## INPUT
________________________________________

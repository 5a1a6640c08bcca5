//! Stochastic transitions with "stay on collision".
//!
//! Every action from every state has a complete three-outcome distribution:
//! a blocked outcome does not make the action illegal, it leaves the agent
//! where it is. Outcomes that collapse onto the same cell are not merged;
//! their weighted lookups are simply summed.

use crate::action::Action;
use crate::grid::{GridWorld, Position};
use crate::movement::{MovementModel, Slip};
use crate::utility::UtilityTable;

/// Destination of a single deterministic move. Falls back to `from` when the
/// move leaves the grid or hits a wall.
pub fn next_state_for(grid: &GridWorld, from: Position, action: Action) -> Position {
    let (d_row, d_col) = action.displacement();
    match from.offset(d_row, d_col) {
        Some(to) if grid.is_accessible(to) => to,
        _ => from,
    }
}

/// The (destination, probability) triple for taking `action` in `from`,
/// ordered intended, left-turn, right-turn.
pub fn outcomes(
    grid: &GridWorld, movement: &MovementModel, from: Position, action: Action,
) -> [(Position, f64); 3] {
    Slip::ALL.map(|slip| {
        (next_state_for(grid, from, slip.apply(action)), movement.probability(slip))
    })
}

/// Probability-weighted successor utility of `action` in `from`.
pub fn expected_utility(
    grid: &GridWorld,
    movement: &MovementModel,
    utilities: &UtilityTable,
    from: Position,
    action: Action,
) -> f64 {
    outcomes(grid, movement, from, action)
        .iter()
        .map(|(to, p)| p * utilities.value_at(*to))
        .sum()
}

/// First action in enumeration order reaching the maximum expected utility.
pub fn best_action(
    grid: &GridWorld,
    movement: &MovementModel,
    utilities: &UtilityTable,
    from: Position,
) -> (Action, f64) {
    let mut best = (Action::ALL[0], f64::NEG_INFINITY);
    for a in Action::ALL {
        let value = expected_utility(grid, movement, utilities, from, a);
        if value > best.1 {
            best = (a, value);
        }
    }
    best
}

________________________________________

## PROBLEM DETAILS
Every entry should be retyped exactly as it appears.

## REPLY TO THE EXERCISE
repository 5a1a6640c08bcca5
//! Stochastic transitions with "stay on collision".
//!
//! Every action from every state has a complete three-outcome distribution:
//! a blocked outcome does not make the action illegal, it leaves the agent
//! where it is. Outcomes that collapse onto the same cell are not merged;
//! their weighted lookups are simply summed.

use crate::action::Action;
use crate::grid::{GridWorld, Position};
use crate::movement::{MovementModel, Slip};
use crate::utility::UtilityTable;

/// Destination of a single deterministic move. Falls back to `from` when the
/// move leaves the grid or hits a wall.
pub fn next_state_for(grid: &GridWorld, from: Position, action: Action) -> Position {
    let (d_row, d_col) = action.displacement();
    match from.offset(d_row, d_col) {
        Some(to) if grid.is_accessible(to) => to,
        _ => from,
    }
}

/// The (destination, probability) triple for taking `action` in `from`,
/// ordered intended, left-turn, right-turn.
pub fn outcomes(
    grid: &GridWorld, movement: &MovementModel, from: Position, action: Action,
) -> [(Position, f64); 3] {
    Slip::ALL.map(|slip| {
        (next_state_for(grid, from, slip.apply(action)), movement.probability(slip))
    })
}

/// Probability-weighted successor utility of `action` in `from`.
pub fn expected_utility(
    grid: &GridWorld,
    movement: &MovementModel,
    utilities: &UtilityTable,
    from: Position,
    action: Action,
) -> f64 {
    outcomes(grid, movement, from, action)
        .iter()
        .map(|(to, p)| p * utilities.value_at(*to))
        .sum()
}

/// First action in enumeration order reaching the maximum expected utility.
pub fn best_action(
    grid: &GridWorld,
    movement: &MovementModel,
    utilities: &UtilityTable,
    from: Position,
) -> (Action, f64) {
    let mut best = (Action::ALL[0], f64::NEG_INFINITY);
    for a in Action::ALL {
        let value = expected_utility(grid, movement, utilities, from, a);
        if value > best.1 {
            best = (a, value);
        }
    }
    best
}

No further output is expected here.